use thiserror::Error;

pub type Result<T> = std::result::Result<T, EngineError>;

/// The phase of a run a failure occurred in, surfaced alongside the error kind
/// on `user.log`/stderr (§7 "User surface").
#[derive(Debug, Clone, Copy, PartialEq, Eq)]
pub enum Phase {
    Plan,
    Block,
    Reslice,
}

impl std::fmt::Display for Phase {
    fn fmt(&self, f: &mut std::fmt::Formatter<'_>) -> std::fmt::Result {
        let s = match self {
            Phase::Plan => "plan",
            Phase::Block => "block",
            Phase::Reslice => "reslice",
        };
        write!(f, "{s}")
    }
}

#[derive(Error, Debug)]
pub enum EngineError {
    #[error("configuration error in {identifier}: {message}")]
    Configuration { identifier: String, message: String },

    #[error("capability error in {identifier}: {message}")]
    Capability { identifier: String, message: String },

    #[error("plan error in section {section}: {message}")]
    Plan { section: String, message: String },

    #[error("data error in {identifier} (phase {phase}): {message}")]
    Data {
        identifier: String,
        phase: Phase,
        message: String,
    },

    #[error("io error in {identifier}: {source}")]
    Io {
        identifier: String,
        #[source]
        source: std::io::Error,
    },

    #[error("hdf5 error in {identifier}: {message}")]
    Hdf5 { identifier: String, message: String },

    #[error("internal error: {0}")]
    Internal(String),

    #[error(transparent)]
    Other(#[from] anyhow::Error),
}

impl EngineError {
    pub fn configuration(identifier: impl Into<String>, message: impl Into<String>) -> Self {
        Self::Configuration {
            identifier: identifier.into(),
            message: message.into(),
        }
    }

    pub fn capability(identifier: impl Into<String>, message: impl Into<String>) -> Self {
        Self::Capability {
            identifier: identifier.into(),
            message: message.into(),
        }
    }

    pub fn plan(section: impl Into<String>, message: impl Into<String>) -> Self {
        Self::Plan {
            section: section.into(),
            message: message.into(),
        }
    }

    pub fn data(identifier: impl Into<String>, phase: Phase, message: impl Into<String>) -> Self {
        Self::Data {
            identifier: identifier.into(),
            phase,
            message: message.into(),
        }
    }

    pub fn io(identifier: impl Into<String>, source: std::io::Error) -> Self {
        Self::Io {
            identifier: identifier.into(),
            source,
        }
    }

    pub fn hdf5(identifier: impl Into<String>, message: impl std::fmt::Display) -> Self {
        Self::Hdf5 {
            identifier: identifier.into(),
            message: message.to_string(),
        }
    }

    pub fn internal(message: impl Into<String>) -> Self {
        Self::Internal(message.into())
    }

    /// Classification used only for the uniform user.log/stderr rendering of §7 -
    /// this engine never retries, so there is no transient/permanent distinction.
    pub fn category(&self) -> ErrorCategory {
        match self {
            EngineError::Configuration { .. } => ErrorCategory::Configuration,
            EngineError::Capability { .. } => ErrorCategory::Capability,
            EngineError::Plan { .. } => ErrorCategory::Plan,
            EngineError::Data { .. } => ErrorCategory::Data,
            EngineError::Io { .. } | EngineError::Hdf5 { .. } => ErrorCategory::Io,
            EngineError::Internal(_) | EngineError::Other(_) => ErrorCategory::Internal,
        }
    }
}

#[derive(Debug, Clone, Copy, PartialEq, Eq)]
pub enum ErrorCategory {
    Configuration,
    Capability,
    Plan,
    Data,
    Io,
    Internal,
}

impl ErrorCategory {
    pub fn as_str(&self) -> &'static str {
        match self {
            ErrorCategory::Configuration => "configuration",
            ErrorCategory::Capability => "capability",
            ErrorCategory::Plan => "plan",
            ErrorCategory::Data => "data",
            ErrorCategory::Io => "io",
            ErrorCategory::Internal => "internal",
        }
    }

    /// Whether a failure of this kind can occur before any block has run,
    /// i.e. whether the run aborted without touching the data (§7 Propagation).
    pub fn is_plan_time(&self) -> bool {
        matches!(
            self,
            ErrorCategory::Configuration | ErrorCategory::Capability | ErrorCategory::Plan
        )
    }
}

impl std::fmt::Display for ErrorCategory {
    fn fmt(&self, f: &mut std::fmt::Formatter<'_>) -> std::fmt::Result {
        write!(f, "{}", self.as_str())
    }
}
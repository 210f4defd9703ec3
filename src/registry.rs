//! Method Registry (SPEC_FULL.md §4.1): resolves a `(module, name)` identifier
//! to its declared attributes and to the wrapper variant that should run it.

use crate::error::{EngineError, Result};
use crate::pattern::{Pattern, Placement};

/// `(peak_bytes_per_slice, subtract_bytes)` for a given non-slice shape and dtype.
pub type MemoryEstimator = fn(non_slice_shape: (usize, usize), dtype_bytes: usize) -> (usize, usize);

/// `non_slice_shape -> non_slice_shape'`, for methods that change output dims.
pub type OutputShapeEstimator = fn(non_slice_shape: (usize, usize)) -> (usize, usize);

/// Static attributes of a method, as declared by its (out-of-scope) implementation.
#[derive(Clone, Copy)]
pub struct MethodInfo {
    pub module: &'static str,
    pub name: &'static str,
    pub pattern: Pattern,
    pub placement: Placement,
    pub changes_output_dims: bool,
    pub save_by_default: bool,
    pub swap_output_axes_01: bool,
    pub predict_memory: Option<MemoryEstimator>,
    pub predict_output_shape: Option<OutputShapeEstimator>,
}

/// The wrapper variant selected for a method, a pure function of
/// `(module_suffix, method_name)` (SPEC_FULL.md §4.1 / §9).
#[derive(Debug, Clone, Copy, PartialEq, Eq)]
pub enum WrapperKind {
    Generic,
    Reconstruction,
    Rotation,
    Dezinging,
    ImageWriter,
    IntermediateWriter,
    DataReducer,
}

/// Decides the wrapper variant for a method from its module path and name.
/// At most one rule may match; `save_intermediate_data` is reserved for the
/// runner-inserted intermediate writer and is rejected if a user pipeline
/// names it directly (it is not a selectable method, per SPEC_FULL.md §10.5).
pub fn select_wrapper_kind(module: &str, method: &str) -> Result<WrapperKind> {
    let is_algorithm = module.ends_with(".algorithm");
    let is_rotation = module.ends_with(".rotation");
    let is_images = module.ends_with(".images");
    let is_dezinging = method == "remove_outlier3d";
    let is_intermediate = method == "save_intermediate_data";
    let is_datareducer = method == "bin_mean" || method == "crop";

    let matches: Vec<WrapperKind> = [
        is_algorithm.then_some(WrapperKind::Reconstruction),
        is_rotation.then_some(WrapperKind::Rotation),
        is_dezinging.then_some(WrapperKind::Dezinging),
        is_images.then_some(WrapperKind::ImageWriter),
        is_intermediate.then_some(WrapperKind::IntermediateWriter),
        is_datareducer.then_some(WrapperKind::DataReducer),
    ]
    .into_iter()
    .flatten()
    .collect();

    match matches.len() {
        0 => Ok(WrapperKind::Generic),
        1 => Ok(matches[0]),
        _ => Err(EngineError::configuration(
            format!("{module}.{method}"),
            format!("ambiguous wrapper variant selection: {matches:?} all match"),
        )),
    }
}

/// A small, static table of known methods. In a production build this table
/// would be populated from the method implementations' own declarations (the
/// out-of-scope collaborator of SPEC_FULL.md §1); here it is backed by this
/// crate's reference method library (§10.5).
pub struct MethodRegistry {
    methods: &'static [MethodInfo],
}

impl MethodRegistry {
    pub const fn new(methods: &'static [MethodInfo]) -> Self {
        Self { methods }
    }

    pub fn query(&self, module: &str, name: &str) -> Result<MethodInfo> {
        self.methods
            .iter()
            .copied()
            .find(|m| m.module == module && m.name == name)
            .ok_or_else(|| {
                EngineError::configuration(format!("{module}.{name}"), "unknown method")
            })
    }
}

fn normalize_memory(non_slice_shape: (usize, usize), dtype_bytes: usize) -> (usize, usize) {
    // Input plus output buffer, both the size of one projection.
    (2 * non_slice_shape.0 * non_slice_shape.1 * dtype_bytes, 0)
}

fn recon_output_shape(non_slice_shape: (usize, usize)) -> (usize, usize) {
    // A square reconstructed slice sized to the detector width carried on the
    // non-slicing axis that held it before reconstruction.
    (non_slice_shape.1, non_slice_shape.1)
}

fn bin_mean_output_shape(non_slice_shape: (usize, usize)) -> (usize, usize) {
    (non_slice_shape.0 / 2, non_slice_shape.1)
}

/// Known reference methods (SPEC_FULL.md §10.5), declared with the attributes
/// their out-of-scope implementations would normally publish. Memory/shape
/// estimators here are illustrative placeholders for the planner
/// (`src/memory.rs`), not a claim about the reference methods' real
/// footprint; a production build would source these from the method
/// implementations themselves.
pub const REFERENCE_METHODS: &[MethodInfo] = &[
    MethodInfo {
        module: "httomolibgpu.prep.normalize",
        name: "normalize",
        pattern: Pattern::Projection,
        placement: Placement::Device,
        changes_output_dims: false,
        save_by_default: false,
        swap_output_axes_01: false,
        predict_memory: Some(normalize_memory),
        predict_output_shape: None,
    },
    MethodInfo {
        module: "httomolibgpu.prep.normalize",
        name: "minus_log",
        pattern: Pattern::Projection,
        placement: Placement::Device,
        changes_output_dims: false,
        save_by_default: false,
        swap_output_axes_01: false,
        predict_memory: None,
        predict_output_shape: None,
    },
    MethodInfo {
        module: "httomolibgpu.misc.corr",
        name: "remove_outlier3d",
        pattern: Pattern::Projection,
        placement: Placement::Host,
        changes_output_dims: false,
        save_by_default: false,
        swap_output_axes_01: false,
        predict_memory: None,
        predict_output_shape: None,
    },
    MethodInfo {
        module: "tomopy.recon.rotation",
        name: "find_center_360",
        pattern: Pattern::Sinogram,
        placement: Placement::Host,
        changes_output_dims: false,
        save_by_default: false,
        swap_output_axes_01: false,
        predict_memory: None,
        predict_output_shape: None,
    },
    MethodInfo {
        module: "tomopy.recon.algorithm",
        name: "recon_simple",
        pattern: Pattern::Sinogram,
        placement: Placement::Device,
        changes_output_dims: true,
        save_by_default: true,
        swap_output_axes_01: false,
        predict_memory: None,
        predict_output_shape: Some(recon_output_shape),
    },
    MethodInfo {
        module: "httomolibgpu.misc.morph",
        name: "bin_mean",
        pattern: Pattern::Projection,
        placement: Placement::Host,
        changes_output_dims: true,
        save_by_default: false,
        swap_output_axes_01: false,
        predict_memory: None,
        predict_output_shape: Some(bin_mean_output_shape),
    },
    MethodInfo {
        module: "httomolibgpu.misc.images",
        name: "save_to_images",
        pattern: Pattern::All,
        placement: Placement::Host,
        changes_output_dims: false,
        save_by_default: false,
        swap_output_axes_01: false,
        predict_memory: None,
        predict_output_shape: None,
    },
];

#[cfg(test)]
mod tests {
    use super::*;

    #[test]
    fn reference_table_resolves_every_declared_method() {
        let registry = MethodRegistry::new(REFERENCE_METHODS);
        for info in REFERENCE_METHODS {
            assert!(registry.query(info.module, info.name).is_ok());
        }
    }

    #[test]
    fn reconstruction_suffix_selects_reconstruction() {
        assert_eq!(
            select_wrapper_kind("tomopy.recon.algorithm", "recon_simple").unwrap(),
            WrapperKind::Reconstruction
        );
    }

    #[test]
    fn rotation_suffix_selects_rotation() {
        assert_eq!(
            select_wrapper_kind("tomopy.recon.rotation", "find_center_360").unwrap(),
            WrapperKind::Rotation
        );
    }

    #[test]
    fn remove_outlier3d_selects_dezinging_regardless_of_module() {
        assert_eq!(
            select_wrapper_kind("httomolibgpu.misc.corr", "remove_outlier3d").unwrap(),
            WrapperKind::Dezinging
        );
    }

    #[test]
    fn unrecognized_method_selects_generic() {
        assert_eq!(
            select_wrapper_kind("httomolibgpu.prep.normalize", "normalize").unwrap(),
            WrapperKind::Generic
        );
    }

    #[test]
    fn unknown_method_lookup_is_a_configuration_error() {
        let registry = MethodRegistry::new(&[]);
        let err = registry.query("httomolibgpu.prep.normalize", "normalize");
        assert!(err.is_err());
    }
}
//! Method Wrapper (SPEC_FULL.md §4.3): the uniform call interface around
//! every method, modeled as a tagged sum rather than open inheritance
//! (SPEC_FULL.md §9 "Polymorphism over wrappers").
//!
//! Grounded on the teacher's `stages/mod.rs` `StageHandler` trait (one
//! pluggable `execute()` per stage), generalized here to this crate's closed,
//! known set of variants selected structurally by `crate::registry`.

mod data_reducer;
mod dezinging;
mod generic;
mod image_writer;
mod intermediate_writer;
mod reconstruction;
mod rotation;

pub use intermediate_writer::PrevMethodIdentity;

use crate::comm::Communicator;
use crate::dataset::{AuxArrays, Block};
use crate::error::Result;
use crate::pipeline::BoundStage;
use crate::registry::MethodInfo;
use std::collections::HashMap;
use std::path::PathBuf;

/// Everything a wrapper's `execute` needs beyond the block itself: run-wide
/// context plus the mutable pieces shared across the whole pipeline
/// (aux arrays, side outputs) for the block's owning chunk.
pub struct WrapperEnv<'a> {
    pub comm: &'a dyn Communicator,
    pub aux: &'a mut AuxArrays,
    pub gpu_id: Option<u32>,
    pub out_dir: &'a std::path::Path,
    pub task_id: &'a str,
    /// Side outputs published so far (e.g. `cor`, `overlap`), merged into the
    /// parameter map visible to every later method in the pipeline
    /// (SPEC_FULL.md §4.3 "Side outputs").
    pub side_outputs: &'a mut HashMap<String, f64>,
}

/// Variants match SPEC_FULL.md §9's tagged sum exactly; selection from a
/// `BoundStage` + its registry `MethodInfo` is a pure function in `build`.
pub enum MethodWrapper {
    Generic(generic::GenericWrapper),
    Reconstruction(reconstruction::ReconstructionWrapper),
    Rotation(rotation::RotationWrapper),
    Dezinging(dezinging::DezingingWrapper),
    ImageWriter(image_writer::ImageWriterWrapper),
    IntermediateWriter(intermediate_writer::IntermediateWriterWrapper),
    DataReducer(data_reducer::DataReducerWrapper),
}

impl MethodWrapper {
    pub fn save_result(&self) -> bool {
        match self {
            MethodWrapper::Generic(w) => w.stage.save_result(),
            MethodWrapper::Reconstruction(w) => w.stage.save_result(),
            MethodWrapper::Rotation(w) => w.stage.save_result(),
            MethodWrapper::Dezinging(w) => w.stage.save_result(),
            MethodWrapper::ImageWriter(w) => w.stage.save_result(),
            MethodWrapper::IntermediateWriter(_) => false,
            MethodWrapper::DataReducer(w) => w.stage.save_result(),
        }
    }

    pub async fn execute(&mut self, block: Block, env: &mut WrapperEnv<'_>) -> Result<Block> {
        match self {
            MethodWrapper::Generic(w) => w.execute(block, env),
            MethodWrapper::Reconstruction(w) => w.execute(block, env),
            MethodWrapper::Rotation(w) => w.execute(block, env).await,
            MethodWrapper::Dezinging(w) => w.execute(block, env),
            MethodWrapper::ImageWriter(w) => w.execute(block, env),
            MethodWrapper::IntermediateWriter(w) => w.execute(block, env),
            MethodWrapper::DataReducer(w) => w.execute(block, env),
        }
    }
}

/// Identity and attributes needed to construct any wrapper variant.
pub struct WrapperBuildInput {
    pub id: usize,
    pub stage: BoundStage,
    pub info: MethodInfo,
    /// The owning chunk's extent on the section's slicing dimension. Read by
    /// the rotation variant (cross-block accumulation sizing / last-block
    /// detection) and otherwise unused.
    pub chunk_len_on_slicing_dim: usize,
    /// The owning chunk's extent on axis 1, used only to compute the
    /// rotation variant's default `ind` ("middle of chunk along axis 1").
    pub chunk_axis1_len: usize,
    /// Only read by the intermediate-writer variant.
    pub prev_identity: Option<PrevMethodIdentity>,
    pub intermediate_dir: PathBuf,
}

pub fn build(
    kind: crate::registry::WrapperKind,
    input: WrapperBuildInput,
) -> Result<MethodWrapper> {
    use crate::registry::WrapperKind as K;
    Ok(match kind {
        K::Generic => MethodWrapper::Generic(generic::GenericWrapper::new(input.stage, input.info)),
        K::Reconstruction => {
            MethodWrapper::Reconstruction(reconstruction::ReconstructionWrapper::new(input.stage, input.info))
        }
        K::Rotation => MethodWrapper::Rotation(rotation::RotationWrapper::new(
            input.stage,
            input.info,
            input.chunk_len_on_slicing_dim,
            input.chunk_axis1_len,
        )?),
        K::Dezinging => MethodWrapper::Dezinging(dezinging::DezingingWrapper::new(input.stage, input.info)),
        K::ImageWriter => MethodWrapper::ImageWriter(image_writer::ImageWriterWrapper::new(input.stage, input.info)),
        K::IntermediateWriter => MethodWrapper::IntermediateWriter(intermediate_writer::IntermediateWriterWrapper::new(
            input.prev_identity.ok_or_else(|| {
                crate::error::EngineError::internal(
                    "intermediate writer constructed with no previous-method identity",
                )
            })?,
            input.intermediate_dir,
            input.chunk_len_on_slicing_dim,
        )),
        K::DataReducer => MethodWrapper::DataReducer(data_reducer::DataReducerWrapper::new(input.stage, input.info)),
    })
}
//! Runtime context, run-directory bootstrap, and logging (SPEC_FULL.md §10.3).
//!
//! Grounded on `original_source/httomo/cli.py` (run-directory naming,
//! pipeline-file copy) and `original_source/httomo/logger.py` (dual
//! console+file logging, rank-0-only `user.log`). `RunContext` is
//! constructed once in `main` and threaded by reference through the runner,
//! never exposed as an ambient process global (SPEC_FULL.md §9 "Global
//! state").

use crate::error::{EngineError, Result};
use std::path::{Path, PathBuf};
use tracing_subscriber::prelude::*;

/// Everything a run needs that isn't part of the pipeline document itself:
/// where to write output, which device (if any) to bind, and this process's
/// place in the process group.
pub struct RunContext {
    pub run_out_dir: PathBuf,
    pub gpu_id: Option<u32>,
    pub max_cpu_slices: usize,
    pub rank: usize,
    pub world_size: usize,
    /// Unique per-run identifier folded into intermediate-file names
    /// alongside each stage's index (SPEC_FULL.md §4.3 "Intermediate writer").
    pub task_id: String,
}

impl RunContext {
    pub fn new(run_out_dir: PathBuf, gpu_id: Option<u32>, max_cpu_slices: usize, rank: usize, world_size: usize) -> Self {
        Self {
            run_out_dir,
            gpu_id,
            max_cpu_slices,
            rank,
            world_size,
            task_id: uuid::Uuid::new_v4().to_string(),
        }
    }
}

/// Creates `<out_dir>/<timestamp>_output` (or `<out_dir>/<folder_name>` when
/// one is given via `--output-folder`), returning the created directory.
pub fn make_run_directory(out_dir: &Path, folder_name: Option<&str>, now: chrono::DateTime<chrono::Local>) -> Result<PathBuf> {
    let name = match folder_name {
        Some(name) => name.to_string(),
        None => format!("{}_output", now.format("%Y%m%d_%H%M%S")),
    };
    let dir = out_dir.join(name);
    std::fs::create_dir_all(&dir).map_err(|e| EngineError::io("config.make_run_directory", e))?;
    Ok(dir)
}

/// Copies the pipeline document into the run directory so a run's output is
/// self-describing (SPEC_FULL.md §6 "Persisted output layout").
pub fn copy_pipeline_file(pipeline_path: &Path, run_out_dir: &Path) -> Result<()> {
    let file_name = pipeline_path
        .file_name()
        .ok_or_else(|| EngineError::configuration("pipeline_path", "pipeline path has no file name"))?;
    std::fs::copy(pipeline_path, run_out_dir.join(file_name))
        .map_err(|e| EngineError::io("config.copy_pipeline_file", e))?;
    Ok(())
}

/// Installs the process's logging layers: stderr on every rank, plus a
/// `user.log` file layer on rank 0 only. The returned guard must be held for
/// the run's duration or the file layer's background writer is torn down.
pub fn init_logging(run_out_dir: &Path, rank: usize) -> Result<Option<tracing_appender::non_blocking::WorkerGuard>> {
    let filter = tracing_subscriber::EnvFilter::new("info");
    let stderr_layer = tracing_subscriber::fmt::layer().with_writer(std::io::stderr);

    if rank == 0 {
        let file_appender = tracing_appender::rolling::never(run_out_dir, "user.log");
        let (non_blocking, guard) = tracing_appender::non_blocking(file_appender);
        let file_layer = tracing_subscriber::fmt::layer().with_writer(non_blocking).with_ansi(false);
        tracing_subscriber::registry()
            .with(filter)
            .with(stderr_layer)
            .with(file_layer)
            .try_init()
            .map_err(|e| EngineError::internal(format!("failed to install logging: {e}")))?;
        Ok(Some(guard))
    } else {
        tracing_subscriber::registry()
            .with(filter)
            .with(stderr_layer)
            .try_init()
            .map_err(|e| EngineError::internal(format!("failed to install logging: {e}")))?;
        Ok(None)
    }
}

/// Rank 0's final step (SPEC_FULL.md §4.8 step 6): re-scan `user.log` and
/// strip any ANSI escape sequences. The file layer is already installed
/// without color (`with_ansi(false)`), so this is a defensive re-scan rather
/// than a required transform.
pub fn strip_ansi_from_log(path: &Path) -> Result<()> {
    if !path.exists() {
        return Ok(());
    }
    let contents = std::fs::read_to_string(path).map_err(|e| EngineError::io("config.strip_ansi_from_log.read", e))?;
    let stripped = strip_ansi_codes(&contents);
    if stripped.len() != contents.len() {
        std::fs::write(path, stripped).map_err(|e| EngineError::io("config.strip_ansi_from_log.write", e))?;
    }
    Ok(())
}

fn strip_ansi_codes(input: &str) -> String {
    let mut out = String::with_capacity(input.len());
    let mut chars = input.chars().peekable();
    while let Some(c) = chars.next() {
        if c == '\u{1b}' && chars.peek() == Some(&'[') {
            chars.next();
            for next in chars.by_ref() {
                if next.is_ascii_alphabetic() {
                    break;
                }
            }
            continue;
        }
        out.push(c);
    }
    out
}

○ ○ ○ ○ ○

= What to work on =
Copy each line above where the string "selected" occurs.

= Written solution =
/// The wrapper variant selected for a method, a pure function of
//! known set of variants selected structurally by `crate::registry`.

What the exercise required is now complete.